I also had another friend, about ten years older who had the disease with no obvious lasting results until he came down with post-polio syndrome. It was quite debilitating from time to time. He has since passed away from unrelated causes.

I’m 40. My mother had it when she was 8. She’s 73 now.

It left her with a stunted leg. You’d never know it from the way she walks, but if you happen to look at her calves, one never developed much, the calf muscle is much skinnier than normal.

Her feet are about a half size different as well. Not really enough to cause problems buying shoes.

It only bothers her when she’s on her feet for a long time. Overall, she’s in great shape - she walks fast for 45 minutes 3-5 times a week, and has always been active. So it hasn’t caused her much problem, other than when it originally happened. I can’t imagine the fear her parents must have had.

I remember geting the vaccines. Sixty-two here. A brother and sister a year younger than I both had polio before they were old enough to go to school in our small, rural town. They’ve walked with a limp all their lives.

We have an adult friend of our age who has a weakened leg and has suffered recently with that setback syndrome that comes later in life. Can’t think of what it’s called.

I shudder to think of how frightening all those Sister Kenney newsreels were. The children with all those cumbersome braces and crutches struggling to walk and the terrifying iron lungs. I remember seeing whole wards of young people flat on their backs in these iron coffins seeing the world through those mirrors attached to the machines.

We also took The March of Dimes very seriously and made posters to support the cause.

Remember the mental connection with the Sabin vaccine with its little pink drop on a sugar cube and the not-so-much later LSD on sugar cubes?

I have a relative that is alive that had it. I knew somebody that has a relative that had Polio. So I met two people that are alive that had Polio. I’m almost 50. There are dead relatives that had Polio. My mother knew them.

I’m 39. My high-school advanced math teacher had polio. He walked with a severe limp and had some speech issues. Great teacher.

My first cousin had polio when he was eight or nine. He’s been in a wheelchair ever since (he’s 60-ish), and is currently degenerating slowly because of Post Polio Syndrome.

My girlfriend’s father had it as a child, and can’t walk without crutches or other assistance because of it. Other than that, he’s fine; he’s a very successful physician in Taiwan. I’m 25.

I’m 50 (born 1959) and I remember at least one vaccine dose being administered to me as a kid. I’m sure I’d had a dose even before then, just don’t remember it.

About 20 years back, I worked with a woman who was perhaps 10 years older than I was - and got polio just a year or two before the vaccine became available in the mid-1950s. She walked with a substantial limp but was otherwise pretty functional. No clue how she’s doing these days; I’ve heard of “post polio” syndrome that strikes victims decades after they were initially ill. It hadn’t hit her yet at that point.

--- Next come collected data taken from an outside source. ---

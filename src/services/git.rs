//! Git 客户端
//!
//! 把固定的 git 命令面封装成带类型的方法，并提供仓库信息查询。
//! 所有调用都走显式参数列表，提交信息、版本号等用户输入
//! 作为单个不透明参数传递。

use std::path::PathBuf;
use std::time::Duration;

use crate::config::env::{constants, EnvConfig};
use crate::domain::repo::{count_changes, derive_repo_url, RepoInfo};
use crate::infra::{CommandOutput, CommandRunner};

/// Git 客户端
///
/// git 可执行文件路径与工作目录都来自配置。
#[derive(Clone, Debug)]
pub struct GitClient {
    git_path: String,
    work_dir: PathBuf,
    timeout: Duration,
}

impl GitClient {
    pub fn new(git_path: impl Into<String>, work_dir: PathBuf, timeout: Duration) -> Self {
        Self {
            git_path: git_path.into(),
            work_dir,
            timeout,
        }
    }

    pub fn from_config(config: &EnvConfig) -> Self {
        Self::new(
            config.git_path.clone(),
            config.work_dir.clone(),
            Duration::from_secs(constants::GIT_TIMEOUT_SECS),
        )
    }

    /// 执行一条 git 子命令
    pub async fn run(&self, args: &[&str]) -> CommandOutput {
        CommandRunner::run(&self.git_path, args, &self.work_dir, self.timeout).await
    }

    /// `git add .`
    pub async fn add_all(&self) -> CommandOutput {
        self.run(&["add", "."]).await
    }

    /// `git commit -m <message>`
    pub async fn commit(&self, message: &str) -> CommandOutput {
        self.run(&["commit", "-m", message]).await
    }

    /// `git push origin <ref>`（分支或标签）
    pub async fn push(&self, reference: &str) -> CommandOutput {
        self.run(&["push", "origin", reference]).await
    }

    /// `git tag <name>`
    pub async fn tag(&self, name: &str) -> CommandOutput {
        self.run(&["tag", name]).await
    }

    /// `git status`（人类可读的完整输出）
    pub async fn status(&self) -> CommandOutput {
        self.run(&["status"]).await
    }

    /// 当前分支名
    ///
    /// 命令失败或输出为空（如 detached HEAD）时返回 None。
    pub async fn current_branch(&self) -> Option<String> {
        let result = self.run(&["branch", "--show-current"]).await;
        if !result.success {
            return None;
        }
        let branch = result.stdout.trim();
        if branch.is_empty() {
            None
        } else {
            Some(branch.to_string())
        }
    }

    /// origin 远程地址；未配置或查询失败时返回 None
    pub async fn remote_url(&self) -> Option<String> {
        let result = self.run(&["remote", "get-url", "origin"]).await;
        if !result.success {
            return None;
        }
        let url = result.stdout.trim();
        if url.is_empty() {
            None
        } else {
            Some(url.to_string())
        }
    }

    /// 可在浏览器打开的仓库地址；无远程时为空字符串
    pub async fn repo_url(&self) -> String {
        match self.remote_url().await {
            Some(url) => derive_repo_url(&url),
            None => String::new(),
        }
    }

    /// 查询仓库信息
    ///
    /// 四个子查询相互独立地容忍失败：分支查不到记为 "unknown"，
    /// 远程查不到记为空，更改数取 porcelain 输出的非空行数。
    pub async fn repo_info(&self) -> RepoInfo {
        let branch = self
            .current_branch()
            .await
            .unwrap_or_else(|| "unknown".to_string());

        let remote_url = self.remote_url().await.unwrap_or_default();

        let status = self.run(&["status", "--porcelain"]).await;
        let change_count = count_changes(&status.stdout);

        let project_name = self
            .work_dir
            .file_name()
            .map(|name| name.to_string_lossy().into_owned())
            .unwrap_or_else(|| "unknown".to_string());

        RepoInfo {
            project_name,
            branch,
            repo_url: derive_repo_url(&remote_url),
            has_remote: !remote_url.is_empty(),
            remote_url,
            change_count,
        }
    }
}

#[cfg(test)]
#[cfg(unix)]
mod tests {
    use super::*;
    use std::os::unix::fs::PermissionsExt;
    use tempfile::TempDir;

    /// 写一个模拟 git 行为的脚本作为 git 可执行文件
    fn fake_git(dir: &TempDir, body: &str) -> GitClient {
        let script = dir.path().join("fake-git");
        std::fs::write(&script, format!("#!/bin/sh\n{}\n", body)).unwrap();
        std::fs::set_permissions(&script, std::fs::Permissions::from_mode(0o755)).unwrap();
        GitClient::new(
            script.to_string_lossy().into_owned(),
            dir.path().to_path_buf(),
            Duration::from_secs(5),
        )
    }

    const INSPECT_SCRIPT: &str = r#"
case "$1" in
  branch) echo "main" ;;
  remote) echo "git@github.com:alice/proj.git" ;;
  status) printf ' M src/lib.rs\n?? notes.txt\n' ;;
esac
exit 0
"#;

    #[tokio::test]
    async fn test_repo_info_happy_path() {
        let dir = TempDir::new().unwrap();
        let git = fake_git(&dir, INSPECT_SCRIPT);

        let info = git.repo_info().await;
        assert_eq!(info.branch, "main");
        assert_eq!(info.remote_url, "git@github.com:alice/proj.git");
        assert_eq!(info.repo_url, "https://github.com/alice/proj");
        assert_eq!(info.change_count, 2);
        assert!(info.has_remote);
        assert_eq!(
            info.project_name,
            dir.path().file_name().unwrap().to_string_lossy()
        );
    }

    #[tokio::test]
    async fn test_repo_info_tolerates_failures() {
        let dir = TempDir::new().unwrap();
        // 所有子命令都失败
        let git = fake_git(&dir, "exit 128");

        let info = git.repo_info().await;
        assert_eq!(info.branch, "unknown");
        assert_eq!(info.remote_url, "");
        assert_eq!(info.repo_url, "");
        assert_eq!(info.change_count, 0);
        assert!(!info.has_remote);
    }

    #[tokio::test]
    async fn test_current_branch_empty_output_is_none() {
        let dir = TempDir::new().unwrap();
        // detached HEAD：命令成功但无输出
        let git = fake_git(&dir, "exit 0");
        assert_eq!(git.current_branch().await, None);
    }
}
//! 浏览器启动
//!
//! 服务器就绪后在后台打开默认浏览器，失败只记日志，不影响服务。

use std::time::Duration;

use tokio::process::Command;
use tracing::{info, warn};

/// 启动后台任务，稍候打开浏览器指向给定 URL
pub fn open_in_background(url: String) {
    tokio::spawn(async move {
        // 留给监听器一点就绪时间
        tokio::time::sleep(Duration::from_millis(800)).await;

        let result = if cfg!(target_os = "macos") {
            Command::new("open").arg(&url).status().await
        } else if cfg!(windows) {
            Command::new("cmd").args(["/C", "start", &url]).status().await
        } else {
            Command::new("xdg-open").arg(&url).status().await
        };

        match result {
            Ok(status) if status.success() => {
                info!(url = %url, "Opened browser");
            }
            Ok(status) => {
                warn!(url = %url, code = ?status.code(), "Browser opener exited with error");
            }
            Err(e) => {
                warn!(url = %url, error = %e, "Failed to launch browser opener");
            }
        }
    });
}
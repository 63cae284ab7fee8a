//! 环境变量配置加载

use std::env;
use std::path::PathBuf;

/// 环境配置
///
/// "当前项目" 即工作目录是显式配置值，由这里统一加载后
/// 注入到各组件，而不是模块级常量。
#[derive(Clone, Debug)]
pub struct EnvConfig {
    /// 服务监听端口
    pub port: u16,
    /// git 仓库工作目录
    pub work_dir: PathBuf,
    /// git 可执行文件路径
    pub git_path: String,
    /// 启动时是否自动打开浏览器
    pub open_browser: bool,
}

impl EnvConfig {
    /// 从环境变量加载配置
    pub fn from_env() -> Self {
        let port = env::var("PORT")
            .ok()
            .and_then(|v| v.parse().ok())
            .unwrap_or(constants::DEFAULT_PORT);

        // 默认以进程当前目录作为仓库根目录
        let work_dir = env::var("WORK_DIR")
            .map(PathBuf::from)
            .or_else(|_| env::current_dir())
            .unwrap_or_else(|_| PathBuf::from("."));

        let git_path = env::var("GIT_PATH").unwrap_or_else(|_| "git".to_string());

        let open_browser = env::var("OPEN_BROWSER")
            .ok()
            .map(|v| v == "1" || v.eq_ignore_ascii_case("true"))
            .unwrap_or(true);

        Self {
            port,
            work_dir,
            git_path,
            open_browser,
        }
    }
}

/// 常量
pub mod constants {
    /// 默认监听端口
    pub const DEFAULT_PORT: u16 = 8765;

    /// 单条 git 命令超时（秒）
    pub const GIT_TIMEOUT_SECS: u64 = 300;

    /// 前端页面文件名（从工作目录读取）
    pub const FRONTEND_FILE: &str = "git-push-tool.html";

    /// 版本号
    pub const VERSION: &str = env!("CARGO_PKG_VERSION");
}
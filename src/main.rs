//! Git Push Agent - 本地 Git 推送/发布服务器
//!
//! 为网页推送工具提供 HTTP API，执行 git 命令。
//!
//! Usage:
//! - Normal mode: `git-push-agent`
//! - With custom port: `git-push-agent --port 9000` 或 `git-push-agent 9000`
//! - Without browser: `git-push-agent --no-browser`

use git_push_agent::RuntimeConfig;

/// 解析命令行参数
///
/// 同时兼容 `--port <N>` 和历史版本的裸端口号位置参数，
/// 非数字的位置参数被忽略（回退到默认端口）。
fn parse_args() -> RuntimeConfig {
    let args: Vec<String> = std::env::args().collect();
    let mut config = RuntimeConfig::default();

    let mut i = 1;
    while i < args.len() {
        match args[i].as_str() {
            "--port" if i + 1 < args.len() => {
                config.port_override = args[i + 1].parse().ok();
                i += 2;
            }
            "--no-browser" => {
                config.no_browser = true;
                i += 1;
            }
            "--help" | "-h" => {
                print_help();
                std::process::exit(0);
            }
            other => {
                // 裸位置参数：端口号
                if config.port_override.is_none() {
                    config.port_override = other.parse().ok();
                }
                i += 1;
            }
        }
    }

    config
}

fn print_help() {
    println!("Git Push Agent - 本地 Git 推送/发布服务器");
    println!();
    println!("USAGE:");
    println!("    git-push-agent [OPTIONS] [PORT]");
    println!();
    println!("OPTIONS:");
    println!("    --port <PORT>    Override the listening port (default 8765)");
    println!("    --no-browser     Do not open the browser on startup");
    println!("    -h, --help       Print help information");
    println!();
    println!("EXAMPLES:");
    println!("    git-push-agent                # Default port, opens browser");
    println!("    git-push-agent 9000           # Custom port (positional)");
    println!("    git-push-agent --port 9000    # Custom port (flag)");
}

fn main() {
    let config = parse_args();

    let rt = tokio::runtime::Runtime::new().expect("Failed to create runtime");
    rt.block_on(async {
        git_push_agent::init_and_run(config).await;
    });
}
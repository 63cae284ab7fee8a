//! 服务层
//!
//! git 客户端、推送/发布工作流与浏览器启动

pub mod browser;
pub mod git;
pub mod workflow;
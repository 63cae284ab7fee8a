//! 配置模块

pub mod env;

pub use env::EnvConfig;
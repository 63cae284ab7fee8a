//! 命令执行器
//!
//! 提供统一的外部命令执行接口：
//! - 显式参数列表调用（不经过 shell，杜绝注入）
//! - 超时控制（到期杀死进程）
//! - stdout/stderr 文本化捕获（无效字节替换而非报错）
//!
//! 所有失败（启动失败、超时、非零退出）都归一化为 `CommandOutput`，
//! 本模块对调用方永不返回 Err。

use std::path::Path;
use std::time::Duration;

use tokio::process::Command;
use tracing::error;

/// 命令执行结果
#[derive(Clone, Debug)]
pub struct CommandOutput {
    /// 退出码是否为 0
    pub success: bool,
    /// 标准输出（lossy 解码）
    pub stdout: String,
    /// 标准错误（lossy 解码）
    pub stderr: String,
    /// 退出码；启动失败或超时为 -1
    pub exit_code: i32,
}

impl CommandOutput {
    /// 未能得到进程退出状态时的归一化失败结果
    fn failure(stderr: String) -> Self {
        Self {
            success: false,
            stdout: String::new(),
            stderr,
            exit_code: -1,
        }
    }
}

/// 命令执行器
pub struct CommandRunner;

impl CommandRunner {
    /// 执行命令并等待完成
    ///
    /// # Arguments
    /// * `program` - 要执行的程序
    /// * `args` - 命令行参数（逐个传递，不做 shell 解释）
    /// * `work_dir` - 工作目录
    /// * `timeout` - 超时时间，到期后进程被杀死
    pub async fn run(
        program: &str,
        args: &[&str],
        work_dir: &Path,
        timeout: Duration,
    ) -> CommandOutput {
        let output = Command::new(program)
            .args(args)
            .current_dir(work_dir)
            .kill_on_drop(true)
            .output();

        match tokio::time::timeout(timeout, output).await {
            Ok(Ok(output)) => CommandOutput {
                success: output.status.success(),
                stdout: String::from_utf8_lossy(&output.stdout).into_owned(),
                stderr: String::from_utf8_lossy(&output.stderr).into_owned(),
                exit_code: output.status.code().unwrap_or(-1),
            },
            Ok(Err(e)) => {
                error!(program = program, error = %e, "Failed to spawn command");
                CommandOutput::failure(format!("Failed to spawn {}: {}", program, e))
            }
            Err(_) => {
                // kill_on_drop 保证被丢弃的子进程随 future 一起终止
                error!(program = program, timeout_secs = timeout.as_secs(), "Command timed out");
                CommandOutput::failure(format!(
                    "Command timed out after {}s: {}",
                    timeout.as_secs(),
                    program
                ))
            }
        }
    }
}
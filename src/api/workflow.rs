//! 工作流 API
//!
//! 包含 /api/push, /api/release 端点
//!
//! 注意：实际的命令编排在 services/workflow 模块中，
//! 此处只负责请求解析、版本号校验和工作流锁。

use std::sync::Arc;

use axum::{body::Bytes, extract::State, response::Response, routing::post, Router};
use serde::{Deserialize, Serialize};
use tracing::warn;

use crate::domain::workflow::Version;
use crate::services;
use crate::state::AppState;

use super::json_utf8;

/// 推送请求
#[derive(Debug, Clone, Default, Deserialize)]
pub struct PushRequest {
    /// 提交信息；缺省时使用固定占位信息
    pub message: Option<String>,
}

/// 发布请求
#[derive(Debug, Clone, Default, Deserialize)]
pub struct ReleaseRequest {
    /// 版本号，须匹配 `v?X.Y.Z`
    #[serde(default)]
    pub version: String,
    /// 提交信息；缺省为 "发布版本 <version>"
    pub message: Option<String>,
}

/// 版本号校验失败响应
#[derive(Debug, Serialize)]
struct ValidationFailure {
    success: bool,
    message: String,
}

/// 创建工作流路由
pub fn router() -> Router<Arc<AppState>> {
    Router::new()
        .route("/api/push", post(run_push))
        .route("/api/release", post(run_release))
}

/// 解析 JSON 请求体
///
/// 解析失败降级为空对象而不是拒绝请求（网页端约定）。
fn lenient_json<T: Default + for<'de> Deserialize<'de>>(body: &Bytes) -> T {
    serde_json::from_slice(body).unwrap_or_else(|e| {
        warn!(error = %e, "Malformed request body, treating as empty object");
        T::default()
    })
}

/// 执行推送工作流
///
/// POST /api/push  body: {"message"?: string}
async fn run_push(State(state): State<Arc<AppState>>, body: Bytes) -> Response {
    let request: PushRequest = lenient_json(&body);

    // 工作流之间串行执行，并发请求在此排队
    let _guard = state.workflow_lock.lock().await;
    let report = services::workflow::push(&state.git, request.message).await;
    json_utf8(report)
}

/// 执行发布工作流
///
/// POST /api/release  body: {"version": string, "message"?: string}
/// 版本号不合法时直接返回失败，不执行任何 git 命令
async fn run_release(State(state): State<Arc<AppState>>, body: Bytes) -> Response {
    let request: ReleaseRequest = lenient_json(&body);

    let version = match Version::parse(&request.version) {
        Ok(version) => version,
        Err(e) => {
            return json_utf8(ValidationFailure {
                success: false,
                message: e.to_string(),
            });
        }
    };

    let _guard = state.workflow_lock.lock().await;
    let report = services::workflow::release(&state.git, version, request.message).await;
    json_utf8(report)
}
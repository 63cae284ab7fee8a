//! 前端页面
//!
//! GET / 原样返回工作目录下的网页工具文件

use std::io;
use std::sync::Arc;

use axum::{
    extract::State,
    response::{Html, IntoResponse, Response},
};

use crate::config::env::constants::FRONTEND_FILE;
use crate::error::{ApiError, ApiResult};
use crate::state::AppState;

/// 返回前端 HTML 页面
///
/// GET /
/// 文件不存在时返回 404
pub async fn index(State(state): State<Arc<AppState>>) -> ApiResult<Response> {
    let path = state.config.work_dir.join(FRONTEND_FILE);
    match tokio::fs::read_to_string(&path).await {
        Ok(html) => Ok(Html(html).into_response()),
        Err(e) if e.kind() == io::ErrorKind::NotFound => Err(ApiError::not_found("HTML file")),
        Err(e) => Err(ApiError::internal(format!(
            "Failed to read {}: {}",
            FRONTEND_FILE, e
        ))),
    }
}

I’m 49. When I was in grade school, the neighbor lady across the street was a polio survivor, and it left her with respiratory paralysis. During the day she was in a rocking bed, and spent her nights in an iron lung.

One aunt had it, but I never really saw her and am not sure what effects she had from it. I met a lot of older people who’d had polio as children and had various long-term conditions because of it; I volunteered for a while on a geriatric ward, so knew the medical statuses of more elderly people than the average person my age would.

More unusually, a girl at school a year older than me had polio and was confined to a wheelchair. She’d be 35 now. Her parents had refused all vaccinations.

My sister-in-law had it. She got it before the vaccines were released, and fortunately came through relatively unscathed.
I’m 54, and had both the Sabin and Salk vaccines.